Sunday, November 17, 2013

Day 251 Thanksgiving suggestions from Reboot with Joe

G’Day!

Cooking Thanksgiving dinner this year? I have good news! It’s much easier than you think to prepare a healthy, flavorful, crowd-pleasing meal that won’t have you running away from your health goals. All it takes is some creative ingredient swaps to omit those foods that are loaded with unhealthy fats and sugars, and add in the ones that make you feel fantastic.

Follow these 7 tips to lighten up your feast. Don’t celebrate Thanksgiving? You can use these tips for any holiday meal:

1.) Cook with Coconut Oil



Tip: If a recipe calls for vegetable or canola oil, use equal parts of melted coconut oil instead. Unlike commercially made oils, coconut oil does not go rancid easily, its molecular properties do not change when heated, and it’s minimally processed, if at all. It gives you instant energy as your body will burn the calories versus storing fat if you eat a healthy diet.

2.) Give up the Gluten



Tip: Make this Butternut Squash, Pomegranate & Pistachios Quinoa Salad and you won’t be missing the stuffing! Let’s face it, you’ll be eating plenty on Thanksgiving so don’t add to your bloat by eating too much gluten. Instead, enjoy a gluten-free, protein-packed, fiber-rich dish loaded with nutrients.

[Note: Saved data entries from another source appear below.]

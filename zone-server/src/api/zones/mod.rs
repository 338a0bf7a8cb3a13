//! Zone API 模块
//!
//! | 路径 | 方法 | 说明 |
//! |------|------|------|
//! | /api/projects/{project_id}/zones | GET | 按层级上下文列出 |
//! | /api/projects/{project_id}/zones | POST | 创建区域 |
//! | /api/projects/{project_id}/zones/{zone_id} | GET/PUT/DELETE | 读取/更新/删除 |
//! | /api/projects/{project_id}/zones/{zone_id}/outline | GET | SVG 轮廓路径 |
//! | /api/projects/{project_id}/zones/bulk-delete | POST | 批量删除 |
//! | /api/projects/{project_id}/zones/bulk-template | POST | 按楼层复制模板 |
//! | /api/projects/{project_id}/zones/import | POST | 逐项导入 (识别结果) |

mod handler;

use axum::{
    Router,
    routing::{get, post},
};

use crate::core::ServerState;

pub fn router() -> Router<ServerState> {
    Router::new().nest("/api/projects/{project_id}/zones", routes())
}

fn routes() -> Router<ServerState> {
    Router::new()
        .route("/", get(handler::list).post(handler::create))
        .route("/bulk-delete", post(handler::bulk_delete))
        .route("/bulk-template", post(handler::bulk_template))
        .route("/import", post(handler::import))
        .route(
            "/{zone_id}",
            get(handler::get_by_id)
                .put(handler::update)
                .delete(handler::delete),
        )
        .route("/{zone_id}/outline", get(handler::outline))
}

3.) Sweeten Sweet Potatoes



Tip: Your family might typically top a sweet potato dish with marshmallows, but this year try topping it with a vegan, dairy-free Sweet Cashew Cream. It will be just as decadent, sweet, and gooey, without the corn syrup, artificial flavors, and added sugar.

4.) Pass on the (white) Potatoes



Tip: If you haven’t tried Cauliflower Mashed Potatoes yet, you’re missing out! They are absolutely delicious with the same consistency as regular mashed white potatoes but with heaps of nutrients and no heavy cream or cheese to weigh you down.

5.) Can the Canned Cranberry Sauce



Tip: Even though it’s been a part of your Thanksgiving dinner for years, I promise you’ll be okay without the jelly-like, sugar-laden dish. You can either make your own or fulfill your cranberry fix with a Citrus Cranberry Juice or Chopped Cranberry & Collard Salad.

6.) Dates for Dessert



Tip: Keep dessert easy, stress-free and healthy. There’s no need to make pumpkin or pecan pie loaded with sugar when you can have this amazing No-bake Date Square Crumble with only 4 ingredients! Dates contain natural sugars and are filled with fiber to keep you satisfied.

7.) Lighten the Leftovers



Tip: If you like making leftover turkey dinner sandwiches, try using avocado or hummus instead of mayonnaise as your spread. You’ll be adding nutrients and flavor and natural ingredients.

Juice on and Happy Healthy Thanksgiving!